TARIFA DE DESESPERACIÓN

Se que tengo una tarifa alta. Son muchos años de experiencia y siempre he destacado por mi profesionalidad. Intachable. Nunca nadie ha tenido la más mínima queja.

Pero ese hombre hoy, temblando frente a mi, sólo puede ofrecerme un reloj de pulsera y una cartera que apenas contiene 200 euros. 

Dudo que hacer. Si alguien se entera que me rebajo tanto perderá toda la credibilidad ganada en una larga vida de servicio. Puede que un novato acepte una oferta de ese tipo... está comenzando y tiene que labrarse un porvenir. Pero yo....

Le vuelvo a mirar a los ojos y aprecio en ellos el inmenso deseo que le posee. Algo en su desesperación me toca el alma y de pronto me invade un atisbo de humanidad que no esperaba sentir. 

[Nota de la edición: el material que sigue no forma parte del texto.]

impl VarRef {
    pub fn read(name: impl Into<String>, domain: Domain) -> Self {
        VarRef {
            name: name.into(),
            domain,
            access: Access::Read,
        }
    }

    pub fn write(name: impl Into<String>, domain: Domain) -> Self {
        VarRef {
            name: name.into(),
            domain,
            access: Access::Write,
        }
    }

    pub fn is_write(&self) -> bool {
        self.access == Access::Write
    }

    /// The same variable with the read tag.
    pub fn as_read(&self) -> VarRef {
        VarRef::read(self.name.clone(), self.domain)
    }

    /// The same variable with the write tag.
    pub fn as_write(&self) -> VarRef {
        VarRef::write(self.name.clone(), self.domain)
    }
}

impl fmt::Display for VarRef {
    fn fmt(&self, f: &mut fmt::Formatter<'_>) -> fmt::Result {
        match self.access {
            Access::Read => write!(f, "{}_r", self.name),
            Access::Write => write!(f, "{}_w", self.name),
        }
    }
}

/// A constant of one of the four data domains.
#[derive(Debug, Clone, PartialEq, Eq, Hash, PartialOrd, Ord)]
pub enum Value {
    Bool(bool),
    Int(i64),
    Real(Rational64),
    Str(String),
}

impl Value {
    pub fn domain(&self) -> Domain {
        match self {
            Value::Bool(_) => Domain::Bool,
            Value::Int(_) => Domain::Int,
            Value::Real(_) => Domain::Real,
            Value::Str(_) => Domain::Str,
        }
    }

    /// Numeric view of an integer or real constant.
    pub fn as_rational(&self) -> Option<Rational64> {
        match self {
            Value::Int(n) => Some(Rational64::from_integer(*n)),
            Value::Real(r) => Some(*r),
            _ => None,
        }
    }

    /// Builds a numeric constant of `domain` from a rational. Integer domains
    /// only accept integral values.
    pub fn numeric(domain: Domain, value: Rational64) -> Option<Value> {
        match domain {
            Domain::Int if value.is_integer() => Some(Value::Int(value.to_integer())),
            Domain::Real => Some(Value::Real(value)),
            _ => None,
        }
    }

    /// Compares two constants of the same domain. Booleans and strings are
    /// only comparable for (dis)equality.
    pub fn satisfies(&self, op: CmpOp, other: &Value) -> Option<bool> {
        match (self, other) {
            (Value::Bool(a), Value::Bool(b)) => eq_only(op, a == b),
            (Value::Str(a), Value::Str(b)) => eq_only(op, a == b),
            _ => {
                let a = self.as_rational()?;
                let b = other.as_rational()?;
                Some(op.holds(a.cmp(&b)))
            }
        }
    }
}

Conduzco en silencio, el motor del coche va cubriendo los sollozos de agradecimiento del cliente . Finalmente, llegamos al descampado: la helada brisa juega a erizar la hierba seca. 

Me mira por última vez, y en sus ojos solo descubro gratitud y resignación. No estoy acostumbrado a tanto afecto.

Con manos firmes, hago lo que debo, mientras su historia y su angustia quedaban suspendidas entre la bruma del amanecer. Finalmente, al lado del cadáver deposito la cartera con el dinero y le anudo el reloj a la muñeca...

Hoy me ha podido el sentimiento... me debo estar haciendo viejo.